Die Erfindung betrifft somit transgene Pflanzen, die neu hergestellt wurden durch eine stabil in das Genom integrierte regulatorische Nukleinsäuresequenz gemäß SEQ ID NO: 1, oder deren Fragment oder Derivat oder Homolog mit der biologischen Funktion eines Promotors, und einer mit dieser Nukleinsäuresequenz funktionell verbundenen für ein Genprodukt codierenden Nukleinsäuresequenz.
Ferner betrifft die vorliegende Erfindung ein Verfahren zur Herstellung einer Pflanze mit veränderter Genexpression, umfassend das stabile Integrieren einer regulatorischen Nukleinsäuresequenz gemäß SEQ ID NO: 1, oder deren Fragment oder Homolog oder Derivat mit der biologischen Funktion eines Promotors, und einer mit dieser Nukleinsäuresequenz funktionell verbundenen für ein Genprodukt codierenden Nukleinsäuresequenz in das Genom von Pflanzenzellen oder Pflanzengeweben sowie Regeneration der erhaltenen Pflanzenzellen oder Pflanzengeweben zu Pflanzen, vorzugsweise zu fertilen Pflanzen.
Die mit der erfindungsgemäßen Nukleinsäuresequenz gemäß SEQ ID NO: 1 oder deren Fragment oder Homolog oder Derivat funktionell verbundenen Nukleinsäuren können endogene, exogene genomische DNA-Abschnitte oder cDNAs oder deren Fragmente oder Derivate sein.

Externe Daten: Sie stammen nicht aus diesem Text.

//! fieldlog configuration.
//!
//! Loaded from `~/.fieldlog/config.toml`. Defaults apply when it is missing.

use std::fs;
use std::io;
use std::path::{Path, PathBuf};

use serde::{Deserialize, Serialize};

use crate::tracker::TrackerSettings;

/// Upper bound for `early-end-grace-minutes`: one day.
const MAX_GRACE_MINUTES: i64 = 24 * 60;

/// fieldlog configuration.
#[derive(Debug, Clone, PartialEq, Eq, Serialize, Deserialize)]
#[serde(default, rename_all = "kebab-case")]
pub struct Config {
    /// Name stamped on each mission (printed in its report header) and on
    /// incident reports.
    pub officer: String,

    /// Ending more than this many minutes before the planned end
    /// requires a justification.
    pub early_end_grace_minutes: i64,

    /// Where the snapshot is stored. Defaults to `~/.fieldlog/`.
    pub data_dir: Option<PathBuf>,
}

impl Default for Config {
    fn default() -> Self {
        Self {
            officer: "Current Officer".to_string(),
            early_end_grace_minutes: 15,
            data_dir: None,
        }
    }
}

impl Config {
    /// Load config from `~/.fieldlog/config.toml`.
    /// A missing file (or home directory) yields the defaults.
    pub fn load() -> Result<Self, String> {
        match Self::path() {
            Some(path) => Self::load_from(&path),
            None => Ok(Self::default()),
        }
    }

    /// Load config from an explicit path. A missing file yields the defaults.
    pub fn load_from(path: &Path) -> Result<Self, String> {
        let contents = match fs::read_to_string(path) {
            Ok(s) => s,
            Err(e) if e.kind() == io::ErrorKind::NotFound => return Ok(Self::default()),
            Err(e) => return Err(format!("failed to read {}: {e}", path.display())),
        };

        let config: Self = toml::from_str(&contents)
            .map_err(|e| format!("invalid config at {}: {e}", path.display()))?;

        if config.early_end_grace_minutes < 0 {
            return Err(format!(
                "early-end-grace-minutes must not be negative in {}",
                path.display()
            ));
        }
        if config.early_end_grace_minutes > MAX_GRACE_MINUTES {
            return Err(format!(
                "early-end-grace-minutes must be at most {MAX_GRACE_MINUTES} in {}",
                path.display()
            ));
        }

        Ok(config)
    }

    /// The config file path: `~/.fieldlog/config.toml`.
    pub fn path() -> Option<PathBuf> {
        dirs::home_dir().map(|h| h.join(".fieldlog").join("config.toml"))
    }

    pub fn tracker_settings(&self) -> TrackerSettings {
        TrackerSettings {
            officer: self.officer.clone(),
            early_end_grace_minutes: self.early_end_grace_minutes,
        }
    }
}

#[cfg(test)]
mod tests {
    use super::*;

    use tempfile::TempDir;

    #[test]
    fn missing_file_yields_defaults() {
        let dir = TempDir::new().unwrap();
        let config = Config::load_from(&dir.path().join("config.toml")).unwrap();

        assert_eq!(config, Config::default());
        assert_eq!(config.early_end_grace_minutes, 15);
    }

    #[test]
    fn partial_file_keeps_other_defaults() {
        let dir = TempDir::new().unwrap();
        let path = dir.path().join("config.toml");
        fs::write(&path, "officer = \"R. Okafor\"\n").unwrap();

        let config = Config::load_from(&path).unwrap();
        assert_eq!(config.officer, "R. Okafor");
        assert_eq!(config.early_end_grace_minutes, 15);
        assert!(config.data_dir.is_none());
    }

    #[test]
    fn reads_kebab_case_keys() {
        let dir = TempDir::new().unwrap();
        let path = dir.path().join("config.toml");
        fs::write(
            &path,
            "early-end-grace-minutes = 30\ndata-dir = \"/var/lib/fieldlog\"\n",
        )
        .unwrap();

        let config = Config::load_from(&path).unwrap();
        assert_eq!(config.early_end_grace_minutes, 30);
        assert_eq!(config.data_dir, Some(PathBuf::from("/var/lib/fieldlog")));
    }

    #[test]
    fn invalid_file_is_an_error() {
        let dir = TempDir::new().unwrap();
        let path = dir.path().join("config.toml");
        fs::write(&path, "officer = [").unwrap();

        let err = Config::load_from(&path).unwrap_err();
        assert!(err.contains("invalid config"));
    }

    #[test]
    fn negative_grace_is_an_error() {
        let dir = TempDir::new().unwrap();
        let path = dir.path().join("config.toml");
        fs::write(&path, "early-end-grace-minutes = -5\n").unwrap();

        assert!(Config::load_from(&path).is_err());
    }

    #[test]
    fn oversized_grace_is_an_error() {
        let dir = TempDir::new().unwrap();
        let path = dir.path().join("config.toml");
        fs::write(&path, "early-end-grace-minutes = 9223372036854775807\n").unwrap();

        let err = Config::load_from(&path).unwrap_err();
        assert!(err.contains("at most 1440"));
    }

    #[test]
    fn one_day_grace_is_accepted() {
        let dir = TempDir::new().unwrap();
        let path = dir.path().join("config.toml");
        fs::write(&path, "early-end-grace-minutes = 1440\n").unwrap();

        let config = Config::load_from(&path).unwrap();
        assert_eq!(config.early_end_grace_minutes, 1440);
    }
}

Endogen bedeutet dabei, das die Nukleinsäuresequenz aus dem gleichen Organismus stammt, in den sie mit dem erfindungsgemäßen Verfahren integriert wird, z. B. eine Nukleinsäuresequenz aus Arabidopsis thaliana wird mit dem erfindungsgemäßen Verfahren in Arabidopsis thaliana integriert. Exogen bedeutet, das die Nukleinsäuresequenz aus einem anderen Organismus stammt, z. B. eine Nukleinsäuresequenz aus Arabidopsis thaliana wird mit dem erfindungsgemäßen Verfahren in z. B. Weizen integriert. Die Nukleinsäuresequenzen können gegenüber den natürlich vorkommenden Nukleinsäuresequenzen Deletionen, Substitutionen, Additionen, Insertionen und/oder Inversionen aufweisen.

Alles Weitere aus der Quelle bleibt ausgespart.